Leukemoid reaction in sarcomatoid renal cell carcinoma: a two-case report

Weiping Huang 1,#, Feng Wang 1,#, Yeping Li 1, Feifei Duan 1, Zhixian Yu 1,
PMCID: PMC3997186  PMID: 24745762

Abstract

Leukemoid reaction is defined as reactive leukocytosis exceeding 40 × 109/l, with a significant increase in early neutrophil precursors, and can be a paraneoplastic manifestation of various malignant tumors. Leukemoid reaction is a sign for poor prognosis in solid tumors so is sarcomatoid renal cell carcinoma (SRCC) when compared to more differentiated histologies. Here, we are reporting two cases of leukemoid reaction after radical nephrectomy, both of which were diagnosed as SRCC pathologically.

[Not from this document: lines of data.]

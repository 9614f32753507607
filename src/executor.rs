//! The flow executor: a single periodic tick that claims due executions,
//! replays each flow to its next yield in the sandbox, and enacts the
//! yielded command. One transaction per tick; a failure in one row marks
//! that execution `failed` and the rest continue.
//!
//! Flows are never suspended in the interpreter. Each advance re-runs the
//! program from yield 0 against the recorded attribute history, so a step's
//! branches replay exactly as first taken; O(k) work at step k is fine for
//! realistic flow lengths.

use anyhow::Context;
use chrono::Utc;
use serde_json::Value;
use sqlx::MySql;
use sqlx::MySqlPool;
use sqlx::Transaction;

use crate::campaigns;
use crate::campaigns::Campaign;
use crate::configuration::EmailDeliverySettings;
use crate::configuration::Settings;
use crate::domain::CampaignBehavior;
use crate::domain::UserAttributes;
use crate::email_client::EmailClient;
use crate::executions;
use crate::executions::ClaimedExecution;
use crate::executions::ExecutionStatus;
use crate::memberships;
use crate::sandbox;
use crate::sandbox::FlowCommand;
use crate::segments::SegmentScope;
use crate::startup::get_connection_pool;
use crate::templates;
use crate::users;

/// To be run as a separate worker, next to the API server.
pub async fn init_flow_executor(cfg: Settings) -> Result<(), anyhow::Error> {
    let pool = get_connection_pool(&cfg.database)?;
    let period = cfg.executor.tick_period();
    loop {
        match tick(&pool, &cfg.email_delivery).await {
            Ok(advanced) if advanced > 0 => {
                tracing::info!(advanced, "tick advanced executions")
            }
            Ok(_) => {}
            Err(e) => tracing::error!(
                error.cause_chain = ?e,
                error.message = %e,
                "tick failed"
            ),
        }
        tokio::time::sleep(period).await;
    }
}

/// One tick: claim everything due, advance each claimed row one step,
/// commit. Row locks from `claim_due` mean an overlapping tick simply sees
/// nothing due; the worker is self-throttling.
#[tracing::instrument(skip_all)]
pub async fn tick(
    pool: &MySqlPool,
    email_settings: &EmailDeliverySettings,
) -> Result<usize, anyhow::Error> {
    let mut tx = pool.begin().await?;
    let claimed = executions::claim_due(&mut tx, Utc::now(), None).await?;
    let advanced = claimed.len();
    for execution in claimed {
        if let Err(e) = advance(&mut tx, &execution, email_settings).await {
            executions::fail(
                &mut tx,
                &execution.user_id,
                &execution.campaign_id,
                &format!("{e:#}"),
            )
            .await?;
        }
    }
    tx.commit().await?;
    Ok(advanced)
}

async fn advance(
    tx: &mut Transaction<'static, MySql>,
    execution: &ClaimedExecution,
    email_settings: &EmailDeliverySettings,
) -> Result<(), anyhow::Error> {
    let ClaimedExecution {
        user_id,
        campaign_id,
        claimed_from,
    } = execution;

    let campaign = campaigns::get(tx, campaign_id)
        .await?
        .ok_or_else(|| anyhow::anyhow!("Campaign {campaign_id} not found"))?;
    let user_attributes = users::get(tx, user_id)
        .await?
        .ok_or_else(|| anyhow::anyhow!("User {user_id} not found"))?;

    // a pending row has never yielded; a sleeping one resumes after its
    // recorded history
    let mut attr_states = match claimed_from {
        ExecutionStatus::Pending => Vec::new(),
        ExecutionStatus::Sleeping => executions::attr_history(tx, user_id, campaign_id).await?,
        other => anyhow::bail!("Claimed execution in unexpected status {}", other.as_str()),
    };
    let step_index = attr_states.len();
    attr_states.push(user_attributes.clone());

    // a user who left a dynamic campaign mid-flow is terminated before any
    // further work happens on their behalf
    if campaign.behavior == CampaignBehavior::Dynamic
        && step_index > 0
        && !memberships::matches(tx, user_id, &campaign).await?
    {
        return terminate_exited(tx, user_id, campaign_id).await;
    }

    // record what this step will observe before running it
    executions::append_history(tx, user_id, campaign_id, step_index as u32, &user_attributes)
        .await?;

    let outcome = sandbox::step_flow(&campaign.flow, &attr_states, step_index)?;

    // flows may mutate `ctx.attributes`; persist and fan out before the
    // command is enacted
    if outcome.attributes != user_attributes {
        write_back_attributes(tx, user_id, &outcome.attributes).await?;
    }

    if outcome.done {
        tracing::info!(%user_id, %campaign_id, "flow completed");
        return executions::complete(tx, user_id, campaign_id).await;
    }
    let Some(command) = outcome.command else {
        anyhow::bail!("Flow yielded no command");
    };

    // the attribute write-back above may itself have evicted the user
    if campaign.behavior == CampaignBehavior::Dynamic
        && !memberships::matches(tx, user_id, &campaign).await?
    {
        return terminate_exited(tx, user_id, campaign_id).await;
    }

    enact(tx, &campaign, user_id, command, email_settings).await
}

async fn terminate_exited(
    tx: &mut Transaction<'static, MySql>,
    user_id: &str,
    campaign_id: &str,
) -> Result<(), anyhow::Error> {
    tracing::info!(%user_id, %campaign_id, "terminating: user left the campaign");
    executions::terminate(tx, user_id, campaign_id, memberships::DYNAMIC_EXIT_REASON).await
}

async fn write_back_attributes(
    tx: &mut Transaction<'static, MySql>,
    user_id: &str,
    attributes: &Value,
) -> Result<(), anyhow::Error> {
    let attributes = UserAttributes::parse(attributes.clone())
        .map_err(|e| anyhow::anyhow!("Flow left attributes invalid: {e}"))?;
    users::update_attributes(tx, user_id, &attributes).await?;
    memberships::reevaluate_user(tx, user_id, SegmentScope::All, "attributes changed").await?;
    Ok(())
}

async fn enact(
    tx: &mut Transaction<'static, MySql>,
    campaign: &Campaign,
    user_id: &str,
    command: FlowCommand,
    email_settings: &EmailDeliverySettings,
) -> Result<(), anyhow::Error> {
    match command {
        FlowCommand::Wait { duration } => {
            let until = Utc::now() + duration.to_duration();
            executions::sleep_until(tx, user_id, &campaign.id, until).await
        }
        FlowCommand::SendEmail { template_id } => {
            send_campaign_email(tx, user_id, &template_id, email_settings).await?;
            // due again immediately, so the next tick reaches the next yield
            executions::sleep_until(tx, user_id, &campaign.id, Utc::now()).await
        }
        FlowCommand::SendSms { .. } => {
            anyhow::bail!("SMS commands are not implemented")
        }
    }
}

async fn send_campaign_email(
    tx: &mut Transaction<'static, MySql>,
    user_id: &str,
    template_id: &str,
    email_settings: &EmailDeliverySettings,
) -> Result<(), anyhow::Error> {
    let template = templates::get(tx, template_id)
        .await?
        .ok_or_else(|| anyhow::anyhow!("Template {template_id} not found"))?;
    let email_client = EmailClient::load(tx, email_settings)
        .await?
        .ok_or_else(|| anyhow::anyhow!("No email provider is configured"))?;

    // render against the user row as it stands now (including any write-back
    // from the current step)
    let user = users::get(tx, user_id)
        .await?
        .ok_or_else(|| anyhow::anyhow!("User {user_id} not found"))?;
    let recipient = UserAttributes::parse(user.clone())
        .map_err(anyhow::Error::msg)?
        .email();

    let subject = sandbox::eval_user_expr(&template.subject, &user)
        .with_context(|| format!("Subject of template {template_id} failed"))?;
    let html = sandbox::render_template(&template.html, &template.preamble, &[("user", &user)])
        .with_context(|| format!("Body of template {template_id} failed"))?;

    email_client.send(recipient.as_ref(), &subject, &html).await
}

The operations were successful: no complications were observed and the patients were discharged in good condition. However, a few weeks later, the white blood cell (WBC) count gradually increased. Even though routine management was done immediately, the count was still elevating. A diagnosis of a leukemoid reaction was established and both of them died shortly thereafter. Due to the poor prognosis of most patients with malignant leukemoid reaction, leukemoid reaction may be a predictor of prognosis in patients with SRCC, but more data are needed.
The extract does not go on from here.